Le ragioni del nostro impegno
Con questa mostra fotografica la Cisl intende contribuire a far luce su un tragico capitolo della nostra storia attraverso una testimonianza visiva e per questo maggiormente incisiva e preziosa affinché le giovani generazioni ne facciano tesoro. Al pari di quello dei partigiani anche il sacrificio dei militari italiani internati ha un valore storico e non solo.
La loro sofferta e coraggiosa decisione, come mettono in evidenza i pochi testi che trattano di questa vicenda, contrastò in qualche misura i disegni di Hitler che non riuscì a spostare parte dei propri eserciti là dove il fronte si faceva più caldo anche per la mancata adesione dei soldati italiani.
Il loro contributo però venne riconosciuto solo tardivamente e in modo incompleto. Chi visse quella dura esperienza ancora oggi non ne parla volentieri anche se molti di loro ne subiscono ancora, per malattie invalidanti, gli effetti.
Da tempo la nostra organizzazione si è interessata a queste persone, poiché molti ex internati hanno chiesto assistenza al nostro Patronato INAS per ottenere, ai sensi delle leggi vigenti nei Paesi un tempo belligeranti e oggi saldi nei valori della democrazia, un gesto di giustizia riparatrice che certo non avrebbe restituito loro quella parte di vita e di dignità rimasta nei lager, ma che avrebbe oggi, forse, permesso loro, visto che la maggioranza è molto avanti negli anni, un proseguo migliore della loro vita.

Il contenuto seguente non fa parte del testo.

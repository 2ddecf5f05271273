//! External database connector capability (`spec.md` §9).
//!
//! Specified only at the contract boundary: import/export connectors are
//! out of scope for the core, but the graph manager accepts one as an
//! injected collaborator. `read_rows` is a lazy, finite, non-restartable
//! batch sequence; raw `where`-style filters are dropped entirely per the
//! pinned Open Question decision (see `DESIGN.md`).

use crate::error::Result;
use async_trait::async_trait;
use serde_json::Value;

#[derive(Debug, Clone)]
pub struct ColumnSchema {
    pub name: String,
    pub ty: String,
    pub nullable: bool,
}

#[derive(Debug, Clone)]
pub struct TableSchema {
    pub name: String,
    pub columns: Vec<ColumnSchema>,
}

pub type RowBatch = Vec<Value>;

#[async_trait]
pub trait DbConnector: Send + Sync {
    async fn connect(&mut self) -> Result<()>;
    async fn disconnect(&mut self) -> Result<()>;
    async fn get_schema(&self) -> Result<Vec<TableSchema>>;
    async fn get_table_schema(&self, table: &str) -> Result<TableSchema>;
    async fn table_exists(&self, table: &str) -> Result<bool>;
    async fn create_table(&self, schema: &TableSchema) -> Result<()>;
    async fn write_rows(&self, table: &str, rows: RowBatch) -> Result<()>;

    /// Lazily read `table` in batches of at most `batch_size` rows. Callers
    /// must iterate the returned stream once; it is not restartable and not
    /// thread-safe across concurrent iterators.
    async fn read_rows(&self, table: &str, batch_size: usize) -> Result<RowBatchStream>;
}

/// A finite, non-restartable sequence of row batches.
pub struct RowBatchStream {
    inner: std::collections::VecDeque<RowBatch>,
}

impl RowBatchStream {
    pub fn new(batches: Vec<RowBatch>) -> Self {
        Self {
            inner: batches.into(),
        }
    }

    pub fn next_batch(&mut self) -> Option<RowBatch> {
        self.inner.pop_front()
    }
}

impl Iterator for RowBatchStream {
    type Item = RowBatch;
    fn next(&mut self) -> Option<Self::Item> {
        self.next_batch()
    }
}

Circa 100mila nostri connazionali presentarono domanda alla Repubblica federale tedesca per ottenere il risarcimento spettante ai deportati; ma solo a poche migliaia di loro (quelli perseguitati per motivi razziali e religiosi) la videro riconosciuta. Alla maggioranza questo diritto fu invece negato perché considerati prigionieri di guerra, non lavoratori coatti, come in realtà, e quindi non venne nei loro confronti applicata la Convenzione di Ginevra.